# Four Charges

1. Sep 1, 2009

### Liketothink

1. The problem statement, all variables and given/known data
Four charges Aq,Bq,Cq, and Dq (q = 1.00 × 10-7C) sit in a plane at the corners of a square whose sides have length d = 85.0 cm, as shown in the diagram below. A charge, Eq, is placed at the origin at the center of the square.

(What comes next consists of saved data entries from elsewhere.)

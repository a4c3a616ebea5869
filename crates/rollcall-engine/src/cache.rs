//! TTL-gated snapshot of enrolled identities.

use crate::store::{IdentityStore, StoreError};
use rollcall_core::IdentityRecord;
use std::sync::Arc;
use std::time::{Duration, Instant};

/// Whether a snapshot loaded at `last_load` must be reloaded at `now`.
pub fn needs_refresh(last_load: Option<Instant>, now: Instant, ttl: Duration, force: bool) -> bool {
    match last_load {
        _ if force => true,
        None => true,
        Some(at) => now.saturating_duration_since(at) >= ttl,
    }
}

#[derive(Debug, Clone, Copy, PartialEq, Eq)]
pub enum RefreshOutcome {
    /// The current snapshot is still within its TTL.
    Fresh,
    /// The snapshot was replaced with this many identities.
    Reloaded(usize),
}

pub struct IdentityCache {
    snapshot: Arc<[IdentityRecord]>,
    loaded_at: Option<Instant>,
    ttl: Duration,
}

impl IdentityCache {
    pub fn new(ttl: Duration) -> Self {
        Self {
            snapshot: Arc::from(Vec::<IdentityRecord>::new()),
            loaded_at: None,
            ttl,
        }
    }

    /// Reload from `store` when forced, empty, or past the TTL.
    ///
    /// On error the previous snapshot and its load time are kept.
    pub async fn refresh(&mut self, store: &dyn IdentityStore, force: bool) -> Result<RefreshOutcome, StoreError> {
        self.refresh_at(store, force, Instant::now()).await
    }

    async fn refresh_at(
        &mut self,
        store: &dyn IdentityStore,
        force: bool,
        now: Instant,
    ) -> Result<RefreshOutcome, StoreError> {
        if !needs_refresh(self.loaded_at, now, self.ttl, force || self.snapshot.is_empty()) {
            return Ok(RefreshOutcome::Fresh);
        }

        let records = store.load_identities().await?;
        let count = records.len();
        if count != self.snapshot.len() {
            tracing::info!(identities = count, "identity cache reloaded");
        } else {
            tracing::debug!(identities = count, "identity cache reloaded");
        }
        self.snapshot = Arc::from(records);
        self.loaded_at = Some(now);
        Ok(RefreshOutcome::Reloaded(count))
    }

    /// Drop the snapshot so the next refresh reloads unconditionally.
    pub fn invalidate(&mut self) {
        self.snapshot = Arc::from(Vec::<IdentityRecord>::new());
        self.loaded_at = None;
    }

    pub fn snapshot(&self) -> Arc<[IdentityRecord]> {
        Arc::clone(&self.snapshot)
    }

    pub fn is_empty(&self) -> bool {
        self.snapshot.is_empty()
    }

    pub fn len(&self) -> usize {
        self.snapshot.len()
    }
}

#[cfg(test)]
mod tests {
    use super::*;
    use async_trait::async_trait;
    use rollcall_core::Embedding;
    use std::sync::atomic::{AtomicBool, AtomicUsize, Ordering};

    struct FakeStore {
        records: Vec<IdentityRecord>,
        fail: AtomicBool,
        loads: AtomicUsize,
    }

    impl FakeStore {
        fn with(keys: &[&str]) -> Self {
            Self {
                records: keys
                    .iter()
                    .map(|k| IdentityRecord {
                        identity_key: k.to_string(),
                        display_name: k.to_string(),
                        embedding: Embedding::new(vec![1.0, 0.0]),
                    })
                    .collect(),
                fail: AtomicBool::new(false),
                loads: AtomicUsize::new(0),
            }
        }
    }

    #[async_trait]
    impl IdentityStore for FakeStore {
        async fn load_identities(&self) -> Result<Vec<IdentityRecord>, StoreError> {
            self.loads.fetch_add(1, Ordering::SeqCst);
            if self.fail.load(Ordering::SeqCst) {
                return Err(StoreError::Unavailable("offline".into()));
            }
            Ok(self.records.clone())
        }
    }

    #[test]
    fn test_needs_refresh_policy() {
        let t0 = Instant::now();
        let ttl = Duration::from_secs(30);
        assert!(needs_refresh(None, t0, ttl, false));
        assert!(!needs_refresh(Some(t0), t0 + Duration::from_secs(29), ttl, false));
        assert!(needs_refresh(Some(t0), t0 + Duration::from_secs(30), ttl, false));
        assert!(needs_refresh(Some(t0), t0, ttl, true));
    }

    #[tokio::test]
    async fn test_refresh_respects_ttl() {
        let store = FakeStore::with(&["S1"]);
        let mut cache = IdentityCache::new(Duration::from_secs(30));
        let t0 = Instant::now();

        assert_eq!(cache.refresh_at(&store, false, t0).await.unwrap(), RefreshOutcome::Reloaded(1));
        assert_eq!(
            cache.refresh_at(&store, false, t0 + Duration::from_secs(5)).await.unwrap(),
            RefreshOutcome::Fresh
        );
        assert_eq!(
            cache.refresh_at(&store, false, t0 + Duration::from_secs(31)).await.unwrap(),
            RefreshOutcome::Reloaded(1)
        );
        assert_eq!(store.loads.load(Ordering::SeqCst), 2);
    }

    #[tokio::test]
    async fn test_empty_snapshot_always_reloads() {
        let store = FakeStore::with(&[]);
        let mut cache = IdentityCache::new(Duration::from_secs(30));
        cache.refresh(&store, false).await.unwrap();
        cache.refresh(&store, false).await.unwrap();
        assert_eq!(store.loads.load(Ordering::SeqCst), 2);
    }

    #[tokio::test]
    async fn test_failed_reload_keeps_previous_snapshot() {
        let store = FakeStore::with(&["S1", "S2"]);
        let mut cache = IdentityCache::new(Duration::from_secs(30));
        cache.refresh(&store, false).await.unwrap();
        let before = cache.snapshot();

        store.fail.store(true, Ordering::SeqCst);
        assert!(cache.refresh(&store, true).await.is_err());
        assert_eq!(cache.len(), 2);
        assert!(Arc::ptr_eq(&before, &cache.snapshot()));
    }

    #[tokio::test]
    async fn test_invalidate_forces_reload() {
        let store = FakeStore::with(&["S1"]);
        let mut cache = IdentityCache::new(Duration::from_secs(3600));
        cache.refresh(&store, false).await.unwrap();
        cache.invalidate();
        assert!(cache.is_empty());
        assert_eq!(cache.refresh(&store, false).await.unwrap(), RefreshOutcome::Reloaded(1));
    }
}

DATA: A = 6, B = 2, C = 3, D = 6, E = -1. Consider the charge at the center of the square. What is the net force, in the x-direction, on this charge?

2. Relevant equations
F=kq1q2/r^2

3. The attempt at a solution
F1=(9*10^9)(6*10^-7(-1*10^-7)/(.601^2)-because it is a square, I took half the distance of the square and found the hypotenuse. Then I used that for the distance between the charges.
So,
F2=(9*10^9)(6*10^-7(-1*10^-7)/(.601^2)-
F3=(9*10^9)(3*10^-7(-1*10^-7)/(.601^2)-
F4=(9*10^9)(3*10^-7(-1*10^-7)/(.601^2)-
Then I multiplied each one by cos(45) and found the x-components
-.000528, -.000352, -.001057, -.001057
Then I added all of them together
so total Frx=-.002995 N
But that's wrong. I don't know what I did wrong. Thank you for helping me.

2. Sep 1, 2009

### mustang1988

Im having the same problem can anyone help except the problem wants you to find the total charge on a corner and cant figure out how to find the diagonal

3. Sep 2, 2009

### fantispug

Liketothink: Think about the geometry of the problem. Two charges are on the left of the centre and two are on the right, moreover all the charges are attracting the centre charge. Draw a picture and think carefully about the signs/directions of each force.

(Or think this way: is cos(135)=cos(45)?)

mustang1988: I don't understand what you're asking. Find the total CHARGE on a corner? You're given all the charges. Find what about the diagonal? It's length can be found by Pythagoras' theorem.